I spend a lot of time working with other colleagues, such as Sally, our Food Safety Consultant whom I met back in 2013. She’s an expert on food safety but also does a lot of food allergy-related training and consultancy. My colleagues and I can do pretty much anything within the allergen management and food safety spectrum.
You carry out forensic auditing. What does that usually entail?
If you were a Local Authority going in and doing an inspection, it would just be top level; they’ll look at your menu, look at a few items that are in your store cupboard, they’re just going to look at the very basics. They’re primarily focused on food safety and often cross-contamination while we take a much deeper look.
We ask people to send us their policies, documentation, processes, and allergen matrixes.
We’ll also go online and check out their website, and on most of our consultancy projects, we will be a mystery diner, dining anonymously prior to the audit.
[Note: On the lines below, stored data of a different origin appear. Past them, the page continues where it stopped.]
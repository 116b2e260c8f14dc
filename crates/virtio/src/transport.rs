//! Register state behind the modern BAR windows.
//!
//! [`SharedRegisters`] is owned by the PF and reached by every VF through a weak handle, so a VF
//! window aliases the PF's common, device and notify state instead of copying it. ISR status is
//! the exception: each function keeps its own [`IsrStatus`].

use std::cell::RefCell;
use std::rc::Rc;

use memory::{AccessWidth, MmioHandler};
use vnet_devices::pci::PciBdf;

use crate::devices::VirtioDevice;
use crate::layout::{resolve, Backing, VirtioRegion, NOTIFY_OFF_MULTIPLIER, REGION_SIZE};

pub const VIRTIO_MSI_NO_VECTOR: u16 = 0xffff;

pub const VIRTIO_PCI_ISR_QUEUE: u8 = 0x01;
pub const VIRTIO_PCI_ISR_CONFIG: u8 = 0x02;

// struct virtio_pci_common_cfg fields the block is seeded with.
pub const VIRTIO_PCI_COMMON_DF: u64 = 0x04;
pub const VIRTIO_PCI_COMMON_MSIX: u64 = 0x10;
pub const VIRTIO_PCI_COMMON_NUMQ: u64 = 0x12;

pub type SharedRegistersHandle = Rc<RefCell<SharedRegisters>>;

/// A queue notification written by a driver through the notify window.
#[derive(Debug, Clone, Copy, PartialEq, Eq)]
pub struct QueueNotification {
    pub rid: PciBdf,
    pub queue: u16,
}

/// Virtio register state owned by the PF.
pub struct SharedRegisters {
    device: Option<Box<dyn VirtioDevice>>,
    common: Box<[u8; REGION_SIZE as usize]>,
    num_queues: u16,
    notifications: Vec<QueueNotification>,
}

impl SharedRegisters {
    pub fn new(num_queues: u16) -> Self {
        let mut regs = Self {
            device: None,
            common: Box::new([0u8; REGION_SIZE as usize]),
            num_queues,
            notifications: Vec::new(),
        };
        regs.reset_common();
        regs
    }

    pub fn into_handle(self) -> SharedRegistersHandle {
        Rc::new(RefCell::new(self))
    }

    /// Attaches `device` and reseeds the common block from it, returning the device it replaced.
    pub fn attach(&mut self, device: Box<dyn VirtioDevice>) -> Option<Box<dyn VirtioDevice>> {
        self.num_queues = device.num_queues();
        let previous = self.device.replace(device);
        self.reset_common();
        previous
    }

    pub fn detach(&mut self) -> Option<Box<dyn VirtioDevice>> {
        self.device.take()
    }

    pub fn is_attached(&self) -> bool {
        self.device.is_some()
    }

    pub fn device<T: VirtioDevice + 'static>(&self) -> Option<&T> {
        self.device.as_ref()?.as_any().downcast_ref::<T>()
    }

    pub fn device_mut<T: VirtioDevice + 'static>(&mut self) -> Option<&mut T> {
        self.device.as_mut()?.as_any_mut().downcast_mut::<T>()
    }

    pub fn num_queues(&self) -> u16 {
        self.num_queues
    }

    /// Feature bits offered by the attached device, or 0 with nothing attached.
    pub fn device_features(&self) -> u64 {
        self.device.as_ref().map_or(0, |device| device.device_features())
    }

    /// The configuration-change vector the driver programmed, or [`VIRTIO_MSI_NO_VECTOR`].
    pub fn msix_config(&self) -> u16 {
        let off = VIRTIO_PCI_COMMON_MSIX as usize;
        u16::from_le_bytes([self.common[off], self.common[off + 1]])
    }

    /// Device reset: the common block returns to its seeded state and the device resets.
    pub fn reset(&mut self) {
        self.reset_common();
        self.notifications.clear();
        if let Some(device) = self.device.as_mut() {
            device.reset();
        }
    }

    pub fn take_notifications(&mut self) -> Vec<QueueNotification> {
        std::mem::take(&mut self.notifications)
    }

    fn reset_common(&mut self) {
        self.common.fill(0);
        // device_feature_select resets to 0, so the window starts on the low feature dword.
        let features = VIRTIO_PCI_COMMON_DF as usize;
        let low = self.device_features() as u32;
        self.common[features..features + 4].copy_from_slice(&low.to_le_bytes());
        let msix = VIRTIO_PCI_COMMON_MSIX as usize;
        self.common[msix..msix + 2].copy_from_slice(&VIRTIO_MSI_NO_VECTOR.to_le_bytes());
        let numq = VIRTIO_PCI_COMMON_NUMQ as usize;
        self.common[numq..numq + 2].copy_from_slice(&self.num_queues.to_le_bytes());
    }

    fn common_read(&self, offset: u64, width: AccessWidth) -> u32 {
        let start = offset as usize;
        let mut buf = [0u8; 4];
        buf[..width.bytes()].copy_from_slice(&self.common[start..start + width.bytes()]);
        u32::from_le_bytes(buf)
    }

    fn common_write(&mut self, offset: u64, width: AccessWidth, value: u32) {
        let start = offset as usize;
        let bytes = value.to_le_bytes();
        self.common[start..start + width.bytes()].copy_from_slice(&bytes[..width.bytes()]);
    }

    fn device_config_len(&self) -> usize {
        self.device.as_ref().map_or(0, |device| device.config_len())
    }

    fn config_modern_read(&self, addr: u64, data: &mut [u8]) -> u32 {
        let Some(device) = self.device.as_ref() else {
            return u32::MAX;
        };
        let in_range = addr
            .checked_add(data.len() as u64)
            .is_some_and(|end| end <= self.device_config_len() as u64);
        if !in_range {
            return u32::MAX;
        }
        device.read_config(addr, data);
        let mut buf = [0u8; 4];
        buf[..data.len()].copy_from_slice(data);
        u32::from_le_bytes(buf)
    }

    pub fn config_modern_readb(&self, addr: u64) -> u32 {
        self.config_modern_read(addr, &mut [0u8; 1])
    }

    pub fn config_modern_readw(&self, addr: u64) -> u32 {
        self.config_modern_read(addr, &mut [0u8; 2])
    }

    pub fn config_modern_readl(&self, addr: u64) -> u32 {
        self.config_modern_read(addr, &mut [0u8; 4])
    }

    fn config_modern_write(&mut self, addr: u64, data: &[u8]) {
        let in_range = addr
            .checked_add(data.len() as u64)
            .is_some_and(|end| end <= self.device_config_len() as u64);
        if !in_range {
            return;
        }
        if let Some(device) = self.device.as_mut() {
            device.write_config(addr, data);
        }
    }

    pub fn config_modern_writeb(&mut self, addr: u64, value: u8) {
        self.config_modern_write(addr, &[value]);
    }

    pub fn config_modern_writew(&mut self, addr: u64, value: u16) {
        self.config_modern_write(addr, &value.to_le_bytes());
    }

    pub fn config_modern_writel(&mut self, addr: u64, value: u32) {
        self.config_modern_write(addr, &value.to_le_bytes());
    }

    fn device_read(&self, offset: u64, width: AccessWidth) -> u32 {
        match width {
            AccessWidth::Byte => self.config_modern_readb(offset),
            AccessWidth::Word => self.config_modern_readw(offset),
            AccessWidth::Dword => self.config_modern_readl(offset),
        }
    }

    fn device_write(&mut self, offset: u64, width: AccessWidth, value: u32) {
        match width {
            AccessWidth::Byte => self.config_modern_writeb(offset, value as u8),
            AccessWidth::Word => self.config_modern_writew(offset, value as u16),
            AccessWidth::Dword => self.config_modern_writel(offset, value),
        }
    }

    fn window_read(&self, region: VirtioRegion, rel: u64, width: AccessWidth) -> u32 {
        match region {
            VirtioRegion::Common => self.common_read(rel, width),
            VirtioRegion::Device => self.device_read(rel, width),
            VirtioRegion::Isr | VirtioRegion::Notify => 0,
        }
    }

    fn window_write(
        &mut self,
        rid: PciBdf,
        region: VirtioRegion,
        rel: u64,
        width: AccessWidth,
        value: u32,
    ) {
        match region {
            VirtioRegion::Common => self.common_write(rel, width, value),
            VirtioRegion::Device => self.device_write(rel, width, value),
            VirtioRegion::Notify => self.notify_write(rid, rel),
            VirtioRegion::Isr => {}
        }
    }

    fn notify_write(&mut self, rid: PciBdf, offset: u64) {
        let mult = u64::from(NOTIFY_OFF_MULTIPLIER);
        if offset % mult != 0 {
            return;
        }
        let Ok(queue) = u16::try_from(offset / mult) else {
            return;
        };
        if queue >= self.num_queues {
            tracing::trace!(%rid, queue, "notification for a queue the device does not have");
            return;
        }
        self.notifications.push(QueueNotification { rid, queue });
    }
}

/// Interrupt status byte of one function. Reading it clears it.
#[derive(Debug, Default, Clone, Copy, PartialEq, Eq)]
pub struct IsrStatus(u8);

impl IsrStatus {
    pub fn raise(&mut self, bits: u8) {
        self.0 |= bits;
    }

    pub fn peek(&self) -> u8 {
        self.0
    }

    pub fn read_and_clear(&mut self) -> u8 {
        std::mem::take(&mut self.0)
    }

    pub fn clear(&mut self) {
        self.0 = 0;
    }
}

/// The modern BAR of one function.
///
/// `shared` is `None` when the PF that owns the registers is gone; every shared window then
/// behaves as if no device were attached.
pub(crate) struct ModernBar<'a> {
    pub rid: PciBdf,
    pub shared: Option<&'a mut SharedRegisters>,
    pub isr: &'a mut IsrStatus,
}

impl ModernBar<'_> {
    fn private_read(isr: &mut IsrStatus, region: VirtioRegion, rel: u64) -> u32 {
        match region {
            VirtioRegion::Isr if rel == 0 => u32::from(isr.read_and_clear()),
            _ => 0,
        }
    }
}

impl MmioHandler for ModernBar<'_> {
    fn read(&mut self, offset: u64, size: usize) -> u64 {
        let Some(width) = AccessWidth::from_size(size) else {
            return 0;
        };
        if !width.is_aligned(offset) {
            return 0;
        }
        let Some((region, rel)) = resolve(offset, width.bytes()) else {
            return 0;
        };
        let ready = self.shared.as_deref_mut().filter(|regs| regs.is_attached());
        let Some(regs) = ready else {
            return u64::from(width.all_ones());
        };
        let value = match region.backing() {
            Backing::Shared => regs.window_read(region, rel, width),
            Backing::Private => Self::private_read(self.isr, region, rel),
        };
        u64::from(value & width.mask())
    }

    fn write(&mut self, offset: u64, size: usize, value: u64) {
        let Some(width) = AccessWidth::from_size(size) else {
            return;
        };
        if !width.is_aligned(offset) {
            return;
        }
        let Some((region, rel)) = resolve(offset, width.bytes()) else {
            return;
        };
        let Some(regs) = self.shared.as_deref_mut().filter(|regs| regs.is_attached()) else {
            return;
        };
        let value = value as u32 & width.mask();
        match region.backing() {
            Backing::Shared => regs.window_write(self.rid, region, rel, width, value),
            // ISR status is read-only.
            Backing::Private => {}
        }
    }
}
If there are specific processes that are supposed to be adhered to, we check against the company standards, we also give recommendations on processes to gain a higher standard.
The audit involves everything from ordering, storage, deliveries, delivery notes, and documentation; we look at how things are prepared, served and cleaned in great detail.
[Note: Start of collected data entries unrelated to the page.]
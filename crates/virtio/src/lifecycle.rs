//! Ordered record of what a function installed, so failures and teardown unwind in reverse.

use vnet_devices::pci::{BusServices, MsixCapability, PciBdf, PciConfigSpace};

#[derive(Debug, Clone, Copy, PartialEq, Eq)]
pub enum Installed {
    /// A BAR registered with the host.
    Bar(u8),
    /// A standard capability at the given offset.
    Capability(u8),
    /// An extended capability with the given ID.
    ExtCapability(u16),
    /// Interrupt vectors allocated by the host.
    HostVectors,
    /// Vectors `0..count` marked in use and enabled on the host.
    VectorsInUse(u16),
}

#[derive(Debug, Default, Clone)]
pub struct InstallLog {
    entries: Vec<Installed>,
}

impl InstallLog {
    pub fn record(&mut self, entry: Installed) {
        self.entries.push(entry);
    }

    pub fn entries(&self) -> &[Installed] {
        &self.entries
    }

    pub fn is_empty(&self) -> bool {
        self.entries.is_empty()
    }

    /// Releases everything recorded, newest first. Running it again is a no-op.
    pub fn unwind(
        &mut self,
        rid: PciBdf,
        config: &mut PciConfigSpace,
        host: &mut dyn BusServices,
    ) {
        while let Some(entry) = self.entries.pop() {
            tracing::trace!(%rid, ?entry, "unwinding");
            match entry {
                Installed::Bar(bar) => {
                    host.unregister_bar(rid, bar);
                    if config.bar_definition(bar).is_some() {
                        config.clear_bar_definition(bar);
                    }
                }
                Installed::Capability(offset) => {
                    config.remove_capability(offset);
                }
                Installed::ExtCapability(id) => {
                    config.remove_ext_capability(id);
                }
                Installed::HostVectors => host.release_interrupt_vectors(rid),
                Installed::VectorsInUse(count) => {
                    for vector in 0..count {
                        host.disable_interrupt_vector(rid, vector);
                    }
                    if let Some(msix) = config.capability_mut::<MsixCapability>() {
                        msix.unuse_all_vectors();
                    }
                }
            }
        }
    }
}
We take lots of pictures as a reference point, usually, when we are on-site, we are there for about two and a half hours per outlet, and we can take up to 100 pictures. On completion, we will return to base and write up the report.
Prior to our visit, we send the venue a pre-audit questionnaire to complete, and then we review their response against our visit.
When completing the report, we give feedback on what works well and what is not working. In addition to the report and the recommendations, we also create a RAG (Red Amber Green) document, which will highlight any urgent issues. If we see something on site that’s a ‘red flag’ issue, such as cross-contamination, we will report back on the day or include it in the report as appropriate to the urgency.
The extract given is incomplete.